Our results showed that 15.8% (3/19) MRSA expressed γ-haemolysin as compared to 20.2% (8/39) MSSA strains. Previous reports say that antibodies to γ- haemolysin have been assessed as a method of diagnosis of bone and joint infection, but it is unclear what significance should be attached to this in terms of pathogenesis.35

Majority of the MSSA (100%) showed resistance to amoxicillin, followed by cephalexin and ciprofloxacin (76.9% each); whereas in case of MRSA resistance was seen with amoxicillin (100%), followed by cephalexin, netilmicin, and ciprofloxacin being 68.4% each. Of the MRSA, 26.3% and 5.3% strains were resistant to vancomycin and linezolid respectively, by disc diffusion method. In case of CONS 100% resistance was seen with amoxicillin followed by 76.9% resistance with cephalexin. Ali M. et al, 2014, reported that all the MSSA strains were susceptible to vancomycin, gentamicin, teicoplanin, ciprofloxacin and linezolid. The authors also reported that the MRSA strains were sensitive to vancomycin and linezolid. Kaur J et al, 2008, reported that 27.9% (39/43) strains were MRSA, which were found to produce beta-lactamase and were multi-drug resistant seen in 55.8% of the strains.19 In a study by Suguneswari G. et al, 2013, the MRSA isolates showed resistance to commonly used antibiotics like cefepime (100%), erythromycin (90.9%), tetracycline (90.9%), co-trimoxazole (90.9%), piperacillin/tazobactam (81.8%), ciprofloxacin (72.7%) and levofloxacin (54.5%).17 However, all the MRSA strains showed 100% sensitivity to vancomycin and 91.6% sensitivity to levofloxacin.
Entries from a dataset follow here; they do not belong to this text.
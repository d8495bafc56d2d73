use chrono::Utc;
use owo_colors::OwoColorize;
use owo_colors::Style;
use tabulon_protocol::AgentEvent;

pub(crate) struct EventProcessor {
    bold: Style,
    dimmed: Style,
    magenta: Style,
    red: Style,
    green: Style,
}

macro_rules! ts_println {
    ($($arg:tt)*) => {{
        let now = Utc::now();
        let formatted = now.format("%Y-%m-%dT%H:%M:%S").to_string();
        print!("[{}] ", formatted);
        println!($($arg)*);
    }};
}

impl EventProcessor {
    pub(crate) fn create_with_ansi(with_ansi: bool) -> Self {
        if with_ansi {
            Self {
                bold: Style::new().bold(),
                dimmed: Style::new().dimmed(),
                magenta: Style::new().magenta(),
                red: Style::new().red(),
                green: Style::new().green(),
            }
        } else {
            Self {
                bold: Style::new(),
                dimmed: Style::new(),
                magenta: Style::new(),
                red: Style::new(),
                green: Style::new(),
            }
        }
    }

    /// Returns `true` once a `Done` event has been processed.
    pub(crate) fn process_event(&mut self, event: AgentEvent) -> bool {
        match event {
            AgentEvent::Token { text } => {
                print!("{text}");
            }
            AgentEvent::ToolCall { call_id: _, name, input } => {
                let label = format!("tool: {name}").style(self.magenta);
                let args = serde_json::to_string(&input).unwrap_or_default();
                ts_println!("{label} {}", args.style(self.dimmed));
            }
            AgentEvent::ToolResult { call_id: _, name, output } => {
                let label = format!("{name} ->").style(self.bold);
                let truncated: String = output.lines().take(20).collect::<Vec<_>>().join("\n");
                ts_println!("{label}");
                println!("{}", truncated.style(self.dimmed));
            }
            AgentEvent::Result { response } => {
                println!();
                let status_style = match response.status {
                    tabulon_protocol::SurfaceStatus::Succeeded => self.green,
                    tabulon_protocol::SurfaceStatus::Rejected
                    | tabulon_protocol::SurfaceStatus::TimedOut
                    | tabulon_protocol::SurfaceStatus::Failed
                    | tabulon_protocol::SurfaceStatus::NotFound => self.red,
                };
                let status_line = format!("status: {:?}", response.status);
                ts_println!("{}", status_line.style(status_style));
                println!("{}", response.assistant_message);
                if response.result.row_count > 0 {
                    let summary = format!(
                        "{} row(s), {}ms",
                        response.result.row_count, response.result.exec_time_ms
                    );
                    println!("{}", summary.style(self.dimmed));
                }
            }
            AgentEvent::Done => return true,
            AgentEvent::Error { message } => {
                let prefix = "ERROR:".style(self.red);
                ts_println!("{prefix} {message}");
            }
        }
        false
    }
}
It is quite clear from the studies that has been conducted so far, as well as from the present study, that MRSA strains are becoming alarming because of their increased resistance towards antibiotics like amikacin, netilmicin, and to a lesser extent to vancomycin and linezolid, that leaves the clinicians with less choice to use as appropriate drugs for treatment of chronic osteomyelitis.

 CONCLUSION

Although future appears bleak for the antibiotic treatment of Staphylococcus aureus infections, our advances in understanding the mechanisms by which this organism causes bone and joint infection will no doubt lead to the identification of candidate therapeutic targets of both bacterial and host origin. Thus, alternatives to antibiotic treatment are likely to be available in the not too distant future.